If your homeschooler scored poorly on a math exam, for example, it doesn’t mean he stinks at math and is doomed to struggle with the subject. If he didn’t kick a goal in a soccer game, it doesn’t mean he’s no good at sports. Such experiences don’t have to define your child. Instead, help him think of ways he can improve, then put those ideas into action.

And be honest with yourself: Which is your default, gap or gain? Either way you’re modeling it for your child. If you want your youngster to change his approach, you may have to work on changing your own as well.

“Getting rid of what we don’t want in our lives [like gap thinking] doesn’t automatically bring about what we do want,” says James Pawelski, psychology professor at the University of Pennsylvania. “You have to intentionally plant and cultivate what you do want.”

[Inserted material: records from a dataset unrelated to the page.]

mod protocol;
mod server;
mod tools;

use tokio::io::{self, AsyncBufRead, AsyncBufReadExt, AsyncWrite, AsyncWriteExt, BufReader};
use tracing_subscriber::EnvFilter;

use crate::protocol::{JsonRpcRequest, JsonRpcResponse, PARSE_ERROR, PROTOCOL_VERSION};
use crate::server::McpServer;

#[tokio::main]
async fn main() {
    // stdout carries the protocol; logs go to stderr.
    tracing_subscriber::fmt()
        .with_env_filter(
            EnvFilter::try_from_default_env().unwrap_or_else(|_| EnvFilter::new("info")),
        )
        .with_writer(std::io::stderr)
        .with_ansi(false)
        .init();

    tracing::info!(protocol = PROTOCOL_VERSION, "perfcmp-mcp starting");

    let server = McpServer::from_env();
    if let Err(e) = serve(&server, BufReader::new(io::stdin()), io::stdout()).await {
        tracing::error!(error = %e, "stdio loop failed");
    }
}

/// Read newline-delimited JSON-RPC requests until EOF, answering each on
/// its own line.
async fn serve<R, W>(server: &McpServer, mut reader: R, mut writer: W) -> io::Result<()>
where
    R: AsyncBufRead + Unpin,
    W: AsyncWrite + Unpin,
{
    let mut line = String::new();
    loop {
        line.clear();
        if reader.read_line(&mut line).await? == 0 {
            tracing::info!("stdin closed, shutting down");
            return Ok(());
        }
        let trimmed = line.trim();
        if trimmed.is_empty() {
            continue;
        }

        let response = match serde_json::from_str::<JsonRpcRequest>(trimmed) {
            Ok(request) => server.handle_request(request).await,
            Err(e) => Some(JsonRpcResponse::error(
                serde_json::Value::Null,
                PARSE_ERROR,
                format!("Parse error: {e}"),
            )),
        };
        let Some(response) = response else {
            continue;
        };

        let out = match serde_json::to_string(&response) {
            Ok(s) => s,
            Err(e) => {
                tracing::error!(error = %e, "failed to serialize response");
                continue;
            }
        };
        writer.write_all(out.as_bytes()).await?;
        writer.write_all(b"\n").await?;
        writer.flush().await?;
    }
}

One way to do that with your child is to talk about a time when he felt grateful. Have him describe it in detail, savoring the moment.

Another way is to hunt the good stuff, i.e. purposefully look for the positives, says Dr. Karen Reivich of the Penn Positive Psychology Center. Start each day with your child telling what went well yesterday and why. Ask how he can contribute to more of the same today. Also, Reivich recommends keeping a gratitude journal. Every day write three things for which you’re grateful, why the events happened, and what they mean to you.

Taking time to teach your child gratitude is worth the daily effort. It’ll boost his (and your) sense of well-being, foster contentment, and strengthen your family relationships. Now that’s something to be thankful for!